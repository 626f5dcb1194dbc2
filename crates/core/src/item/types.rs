use serde::{Deserialize, Serialize};

use crate::serde::deserialize_lenient_text;

/// A persisted item.
///
/// `id` is assigned by the store on creation and never changes afterwards.
#[derive(Debug, Clone, PartialEq, Eq, Serialize, Deserialize)]
pub struct Item {
    pub id: i64,
    pub nome: Option<String>,
    pub descricao: Option<String>,
}

impl Item {
    /// Builds the persisted form of `new_item` under the given id.
    pub fn from_new(id: i64, new_item: NewItem) -> Self {
        Self {
            id,
            nome: new_item.nome,
            descricao: new_item.descricao,
        }
    }
}

/// The writable fields of an item, as received on create and update.
///
/// Any `id` present in a request body is ignored.
#[derive(Debug, Clone, Default, PartialEq, Eq, Serialize, Deserialize)]
pub struct NewItem {
    #[serde(default, deserialize_with = "deserialize_lenient_text")]
    pub nome: Option<String>,
    #[serde(default, deserialize_with = "deserialize_lenient_text")]
    pub descricao: Option<String>,
}

impl NewItem {
    /// Creates a new item with both fields set.
    pub fn new(nome: impl Into<String>, descricao: impl Into<String>) -> Self {
        Self {
            nome: Some(nome.into()),
            descricao: Some(descricao.into()),
        }
    }
}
##########
• REQUIRED ACTION
If a line falls between the first line of the entries and the line containing "pub fn from_new(id: i64, new_item: NewItem)", or is one of those two, restate it word for word; leave all other lines out.

• EXERCISE ANSWER
repository 626f5dcb1194dbc2
filename crates/core/src/item/types.rs
use serde::{Deserialize, Serialize};

use crate::serde::deserialize_lenient_text;

/// A persisted item.
///
/// `id` is assigned by the store on creation and never changes afterwards.
#[derive(Debug, Clone, PartialEq, Eq, Serialize, Deserialize)]
pub struct Item {
    pub id: i64,
    pub nome: Option<String>,
    pub descricao: Option<String>,
}

impl Item {
    /// Builds the persisted form of `new_item` under the given id.
    pub fn from_new(id: i64, new_item: NewItem) -> Self {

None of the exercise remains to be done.